The problem really is transforms of type D which are using OICR1 and are thus
likely to break in the sense that their encoding information is lost in the
process.

So we think that the translation process from external source data in some
encoding to the OICR should happen not at trans B via encoding ocps but at
trans A so that OICR1 = OICR2.

Note that this translation process from external encoding to OICR would work
on streams and not on finite (token) lists so it should have slightly
different characteristics compared with ocps.

We are sure it will be difficult to provide control of such a translation
process at trans A if the control should be from within the source document
and usable by authors and or packages, eg changing the input encoding midway
in an argument could have similar restrictions to say, \catcode changes in
such places. E.g, you couldn't do

 \def\french#1{{\inputencoding{latin1}#1}}

because then for

 bla bla \french{foo} bla bla

the input encoding change would not be noticed until after "foo" has already
been tokenised (incorrectly) --- yes, we know that this example could be made
to work using Don's \footnote trick but as with LaTeX's \verb there will be
situations in which even more elaborate implementations will still fail due to
tokenisation happening before any macro expansion is possible.


Another problem of the current model seems to be that, even if trans A did the
encoding transformation to Unicode ie we have only a single OICR,
transformations of type D (ie transformation of character token strings) can't
be controlled by a mechanism similar to the one that is available for
transformations of type C, ie in one case we have ocps and in the other area,
when we work on structural issues like building TOC or arranging data for page
representation no such mechanism is available. Thus is seems interesting to
think about whether or not a similar concept (not necessarily the same!)
should be made available for this part of the process.
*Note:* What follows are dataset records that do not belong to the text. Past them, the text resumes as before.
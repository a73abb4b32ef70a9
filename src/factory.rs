// Small per-connection convenience for building segments that share a
// `stream_id` and advertised `window_size`, mirroring the teacher's
// bare-handed segment construction but collecting the repeated
// flag-setting into one place (`MessageFactory` in the original
// Python).

use crate::error::Error;
use crate::segment::{Flags, Segment};

#[derive(Debug, Clone)]
pub struct SegmentFactory {
    pub stream_id: u32,
    pub window_size: u8,
}

impl SegmentFactory {
    pub fn new(stream_id: u32, window_size: u8) -> SegmentFactory {
        SegmentFactory {
            stream_id,
            window_size,
        }
    }

    fn build(&self, syn_number: u16, ack_number: u16, flags: Flags, payload: Vec<u8>) -> Segment {
        Segment::new(
            self.stream_id,
            syn_number,
            ack_number,
            flags,
            self.window_size,
            payload,
        )
        .expect("factory-built payloads are always within the segment limit")
    }

    pub fn data(&self, syn_number: u16, ack_number: u16, payload: Vec<u8>) -> Result<Segment, Error> {
        Segment::new(
            self.stream_id,
            syn_number,
            ack_number,
            Flags::empty(),
            self.window_size,
            payload,
        )
    }

    pub fn syn(&self, syn_number: u16, ack_number: u16) -> Segment {
        self.build(syn_number, ack_number, Flags::SYN, Vec::new())
    }

    // A SYN carrying a candidate output filename in its payload, for
    // receivers that opt in to honoring it.
    pub fn syn_with_payload(
        &self,
        syn_number: u16,
        ack_number: u16,
        payload: Vec<u8>,
    ) -> Result<Segment, Error> {
        Segment::new(
            self.stream_id,
            syn_number,
            ack_number,
            Flags::SYN,
            self.window_size,
            payload,
        )
    }

    pub fn syn_ack(&self, syn_number: u16, ack_number: u16) -> Segment {
        self.build(syn_number, ack_number, Flags::SYN | Flags::ACK, Vec::new())
    }

    pub fn ack(&self, syn_number: u16, ack_number: u16) -> Segment {
        self.build(syn_number, ack_number, Flags::ACK, Vec::new())
    }

    pub fn fin(&self, syn_number: u16, ack_number: u16) -> Segment {
        self.build(syn_number, ack_number, Flags::FIN, Vec::new())
    }

    pub fn fin_ack(&self, syn_number: u16, ack_number: u16) -> Segment {
        self.build(syn_number, ack_number, Flags::FIN | Flags::ACK, Vec::new())
    }
}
In other words the concept of ocps makes perfect sense for character string
manipulation but one has to [pretend] to typeset something to have them
available in current Omega, but a large amount of document processing is
concerned with character string manipulation not related to typesetting at
all. As a small example, when displaying an error message and error message
(transform of type D) one should transform character data from OICR back to
the encoding used by the (OS interface to the) display device.

I hope this explains a bit more about our understanding of the LICR and how we
think it could be generalised for a system that internally uses Unicode
characters and string transformation processes.